The concept of owning a vehicle in Chicago is slowly becoming a trend of the past, especially as Millennials are choosing to forego vehicle ownership and opt for public transit or car/ride-sharing instead (Sweeney). In fact, car ownership across the entire city has steadily declined from 2000 to 2016, and is projected to continue on this trend (US Census Bureau via SimplyMap). Reducing the amount of cars on the road has a number of immediate benefits for the city and the communities within it. Aside from the obvious reduction in emissions and better air quality, which leads to better health, lowering the number of vehicles on roadways and in neighborhoods can also make it safer for pedestrians and cyclists. Fewer cars mean more room for bike lanes and paths, as well as a reduction of motor vehicle accidents and cyclist and pedestrian fatalities. Not to mention saving money on infrastructure repairs and the upkeep of roads.

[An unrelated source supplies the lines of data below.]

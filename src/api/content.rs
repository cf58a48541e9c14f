//! Section content API endpoints
//!
//! Public:
//! - GET /api/v1/sections/{section}/items - Reader list of one section
//!
//! Admin:
//! - GET /api/v1/admin/sections - Section descriptors for the dashboard
//! - GET|POST /api/v1/admin/sections/{section}/items
//! - GET|PUT|DELETE /api/v1/admin/sections/{section}/items/{id}
//!
//! Every mutation answers with the affected item and the section's list as
//! it stands afterwards.

use axum::{extract::State, http::StatusCode, routing::get, Json, Router};
use serde::{Deserialize, Serialize};

use crate::api::middleware::{ApiError, ApiJson, ApiPath, ApiQuery, AppState, AuthenticatedAdmin};
use crate::models::schema::{COVER_PAGE, EDITORIAL};
use crate::models::{CollectionSchema, ContentDraft, ContentItem, Section, SingletonSchema};
use crate::services::Confirmation;

#[derive(Debug, Deserialize)]
pub struct DeleteQuery {
    #[serde(default)]
    pub confirm: bool,
}

#[derive(Debug, Serialize)]
pub struct ItemListResponse {
    pub section: Section,
    pub items: Vec<ContentItem>,
}

/// A mutated item together with the refreshed list
#[derive(Debug, Serialize)]
pub struct ItemMutationResponse {
    pub item: ContentItem,
    pub items: Vec<ContentItem>,
}

#[derive(Debug, Serialize)]
pub struct SectionSummary {
    #[serde(flatten)]
    pub schema: &'static CollectionSchema,
    pub count: i64,
}

#[derive(Debug, Serialize)]
pub struct SectionsResponse {
    pub sections: Vec<SectionSummary>,
    pub singletons: Vec<&'static SingletonSchema>,
}

pub fn public_router() -> Router<AppState> {
    Router::new().route("/{section}/items", get(list_items))
}

pub fn admin_router() -> Router<AppState> {
    Router::new()
        .route("/", get(list_sections))
        .route("/{section}/items", get(list_items).post(submit_item))
        .route(
            "/{section}/items/{id}",
            get(get_item).put(update_item).delete(delete_item),
        )
}

fn parse_section(raw: &str) -> Result<Section, ApiError> {
    raw.parse()
        .map_err(|_| ApiError::not_found(format!("Unknown section '{}'", raw)))
}

/// GET /api/v1/admin/sections
async fn list_sections(State(state): State<AppState>) -> Result<Json<SectionsResponse>, ApiError> {
    let mut sections = Vec::with_capacity(Section::ALL.len());
    for section in Section::ALL {
        sections.push(SectionSummary {
            schema: section.schema(),
            count: state.content_service.count(section).await?,
        });
    }

    Ok(Json(SectionsResponse {
        sections,
        singletons: vec![&COVER_PAGE, &EDITORIAL],
    }))
}

/// GET /api/v1/sections/{section}/items
async fn list_items(
    State(state): State<AppState>,
    ApiPath(section): ApiPath<String>,
) -> Result<Json<ItemListResponse>, ApiError> {
    let section = parse_section(&section)?;
    let items = state.content_service.list(section).await?;
    Ok(Json(ItemListResponse { section, items }))
}

/// POST /api/v1/admin/sections/{section}/items
///
/// Creates an item, or updates one when the body carries `editing_id`.
async fn submit_item(
    State(state): State<AppState>,
    AuthenticatedAdmin(admin): AuthenticatedAdmin,
    ApiPath(section): ApiPath<String>,
    ApiJson(draft): ApiJson<ContentDraft>,
) -> Result<(StatusCode, Json<ItemMutationResponse>), ApiError> {
    let section = parse_section(&section)?;
    let (status, action) = if draft.editing_id.is_some() {
        (StatusCode::OK, "updated")
    } else {
        (StatusCode::CREATED, "created")
    };

    let item = state.content_service.submit(section, draft).await?;
    tracing::info!("{} {} {} item {}", admin.email, action, section, item.id);

    let items = state.content_service.list(section).await?;
    Ok((status, Json(ItemMutationResponse { item, items })))
}

/// GET /api/v1/admin/sections/{section}/items/{id}
async fn get_item(
    State(state): State<AppState>,
    ApiPath((section, id)): ApiPath<(String, i64)>,
) -> Result<Json<ContentItem>, ApiError> {
    let section = parse_section(&section)?;
    Ok(Json(state.content_service.get(section, id).await?))
}

/// PUT /api/v1/admin/sections/{section}/items/{id}
async fn update_item(
    State(state): State<AppState>,
    AuthenticatedAdmin(admin): AuthenticatedAdmin,
    ApiPath((section, id)): ApiPath<(String, i64)>,
    ApiJson(patch): ApiJson<serde_json::Map<String, serde_json::Value>>,
) -> Result<Json<ItemMutationResponse>, ApiError> {
    let section = parse_section(&section)?;
    let item = state.content_service.update(section, id, patch).await?;
    tracing::info!("{} updated {} item {}", admin.email, section, id);

    let items = state.content_service.list(section).await?;
    Ok(Json(ItemMutationResponse { item, items }))
}

/// DELETE /api/v1/admin/sections/{section}/items/{id}?confirm=true
async fn delete_item(
    State(state): State<AppState>,
    AuthenticatedAdmin(admin): AuthenticatedAdmin,
    ApiPath((section, id)): ApiPath<(String, i64)>,
    ApiQuery(query): ApiQuery<DeleteQuery>,
) -> Result<Json<ItemListResponse>, ApiError> {
    let section = parse_section(&section)?;
    state
        .content_service
        .delete(section, id, Confirmation::from(query.confirm))
        .await?;
    tracing::info!("{} deleted {} item {}", admin.email, section, id);

    let items = state.content_service.list(section).await?;
    Ok(Json(ItemListResponse { section, items }))
}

So where does that leave Chicagoans with older vehicles or vehicles they wish to replace or eliminate entirely?
The State of Illinois currently has incentive programs for purchasing electric vehicles instead of gas-powered, as well as a tax write-off for doing so, however this program does not address the issue of retiring older vehicles, removing vehicles that cannot pass emission testing from city streets, or buying back vehicles from people that no longer need for one due to alternative modes of transportation. To contrast this, California has a state-wide “Voluntary Accelerated Vehicle Retirement” program that provides up to $1500 for vehicles that have failed their last smog test, however certain qualifications must be met in order to participate in this program.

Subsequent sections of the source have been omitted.